As parents we were touched by the many small kindnesses shown to us by strangers; the visits by professional sportsmen and women, the volunteers who brought in boxes of presents on Christmas Eve, the music megastar who visited the ward and helped record a single to raise money for the Teenage Cancer Trust.

Because the Teenage Cancer Trust needs help.

(Image: Teenage Cancer Trust)

In a sector populated by some huge charities, it has to work extra hard to make itself heard. That’s why Newsquest has made the Teenage Cancer Trust its official charity partner for 2025 and I am sharing my experience in the hope it will help.

The Teenage Cancer Trust is the only charity in the UK funding specialised nursing care and support for young people with cancer. It has 28 specialist cancer units across the UK. It funds expert nurses, youth support coordinators and multidisciplinary team coordinators to provide the very best care and support for young people facing cancer.

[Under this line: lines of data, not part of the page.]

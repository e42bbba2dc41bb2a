//! Composes the time base, power-law model and classifier into one evaluation.

use crate::core::config::ModelConfig;
use crate::core::model::{ModelParameters, elapsed_days, fair_value};
use crate::core::valuation::{ValuationResult, classify, deviation_pct};
use anyhow::{Result, ensure};
use chrono::{DateTime, Utc};
use serde::{Deserialize, Serialize};
use tracing::{debug, instrument};

/// Primary asset valued in units of the reference asset.
#[derive(Debug, Clone, Copy, PartialEq, Serialize, Deserialize)]
pub struct SecondaryValuation {
    pub cross_rate: f64,
    pub fair_value: f64,
    pub deviation_pct: f64,
}

#[derive(Debug, Clone, PartialEq, Serialize, Deserialize)]
pub struct EvaluationResult {
    pub evaluated_at: DateTime<Utc>,
    pub elapsed_days: f64,
    pub primary: ValuationResult,
    pub secondary: Option<SecondaryValuation>,
}

/// Model band at an instant, without any market price.
#[derive(Debug, Clone, Copy, PartialEq, Serialize, Deserialize)]
pub struct ModelBand {
    pub elapsed_days: f64,
    pub fair_value: f64,
    pub support: f64,
    pub resist: f64,
}

#[derive(Debug, Clone)]
pub struct Evaluator {
    config: ModelConfig,
    primary: ModelParameters,
}

fn ensure_positive(value: f64, what: &str) -> Result<()> {
    ensure!(
        value.is_finite() && value > 0.0,
        "{what} must be a positive number, got {value}"
    );
    Ok(())
}

fn ensure_finite(params: &ModelParameters, relation: &str) -> Result<()> {
    ensure!(
        params.is_finite(),
        "{relation} model coefficients must be finite, got {params:?}"
    );
    Ok(())
}

impl Evaluator {
    /// Validates `config` once so that evaluations cannot hit a degenerate band.
    pub fn new(config: ModelConfig) -> Result<Self> {
        ensure!(
            config.support_multiplier > 0.0 && config.support_multiplier < 1.0,
            "support_multiplier must be in (0, 1), got {}",
            config.support_multiplier
        );
        ensure!(
            config.resist_multiplier > 1.0 && config.resist_multiplier.is_finite(),
            "resist_multiplier must be greater than 1, got {}",
            config.resist_multiplier
        );
        let primary = config.primary_parameters();
        ensure_finite(&primary, "primary")?;
        if let Some(secondary) = &config.secondary {
            ensure_finite(secondary, "secondary")?;
        }
        Ok(Self { config, primary })
    }

    /// Number of modeled relations, 1 or 2.
    pub fn relations(&self) -> usize {
        if self.config.secondary.is_some() { 2 } else { 1 }
    }

    fn days_at(&self, now: DateTime<Utc>) -> Result<f64> {
        ensure!(
            now > self.config.genesis,
            "evaluation instant {now} is not after genesis {}",
            self.config.genesis
        );
        Ok(elapsed_days(now, self.config.genesis))
    }

    pub fn model_band(&self, now: DateTime<Utc>) -> Result<ModelBand> {
        let days = self.days_at(now)?;
        let fair = fair_value(days, &self.primary);
        Ok(ModelBand {
            elapsed_days: days,
            fair_value: fair,
            support: fair * self.config.support_multiplier,
            resist: fair * self.config.resist_multiplier,
        })
    }

    #[instrument(name = "Evaluate", skip(self))]
    pub fn evaluate(
        &self,
        now: DateTime<Utc>,
        price: f64,
        reference_price: Option<f64>,
    ) -> Result<EvaluationResult> {
        ensure_positive(price, "price")?;
        let days = self.days_at(now)?;

        let primary = classify(
            price,
            fair_value(days, &self.primary),
            self.config.support_multiplier,
            self.config.resist_multiplier,
        );

        let secondary = match (reference_price, &self.config.secondary) {
            (Some(reference_price), Some(params)) => {
                ensure_positive(reference_price, "reference price")?;
                let cross_rate = price / reference_price;
                let secondary_fair = fair_value(days, params);
                Some(SecondaryValuation {
                    cross_rate,
                    fair_value: secondary_fair,
                    deviation_pct: deviation_pct(cross_rate, secondary_fair),
                })
            }
            (Some(_), None) => {
                debug!("Reference price given without a secondary model, ignoring it");
                None
            }
            (None, _) => None,
        };

        debug!(
            days,
            fair_value = primary.fair_value,
            status = ?primary.status,
            "Evaluated valuation"
        );

        Ok(EvaluationResult {
            evaluated_at: now,
            elapsed_days: days,
            primary,
            secondary,
        })
    }
}
use crate::entities::ShapeKind;
use crate::geometry::Rect;
use serde::{Deserialize, Serialize};

/// Final position of a piece on a sheet.
///
/// Coordinates are in the sheet's coordinate system, the usable area starts at `(margin, margin)`.
/// `width` and `height` are those of the footprint after rotation, spacing is not included.
#[derive(Debug, Clone, PartialEq, Serialize, Deserialize)]
pub struct Placement {
    pub piece_source_id: String,
    pub x: f64,
    pub y: f64,
    pub width: f64,
    pub height: f64,
    /// Whether the piece was turned by 90 degrees
    pub rotated: bool,
    pub kind: ShapeKind,
}

impl Placement {
    pub fn area(&self) -> f64 {
        self.width * self.height
    }

    /// The footprint of the placement as a rectangle
    pub fn rect(&self) -> Rect {
        Rect {
            x_min: self.x,
            y_min: self.y,
            x_max: self.x + self.width,
            y_max: self.y + self.height,
        }
    }
}
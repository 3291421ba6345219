use serde::{Deserialize, Serialize};
use sheet_nest::io::svg::SvgDrawOptions;

/// Configuration of the command line driver
#[derive(Debug, Serialize, Deserialize, Clone, Copy, PartialEq, Default)]
pub struct NestCliConfig {
    /// Nest with every sort strategy and keep the best result, instead of only the strategy of the instance
    #[serde(default)]
    pub explore_strategies: bool,
    /// Optional SVG drawing options
    #[serde(default)]
    pub svg_draw_options: SvgDrawOptions,
}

Teenage Cancer Trust nurses and youth workers hold a young person’s hand from initial diagnosis through every step of their treatment, and for up to two years afterwards, so that they can recover and live life to the full.

If you would like to get involved find out more at: https://www.teenagecancertrust.org/get-involved/fundraise-us

I’m glad to say my son is now in remission. He still walks with a crutch, but his hair and health have returned and he is looking forward to going to university later this year. But he still speaks to Amy regularly and they meet up once a month.

We will never be able to repay our debt to the doctors and nurses who looked after Jack in his dark hours, but by sharing our story I hope you can find it in yourself to support the Teenage Cancer Trust.

Young people only get one chance to be a teenager – please don’t let cancer take it away.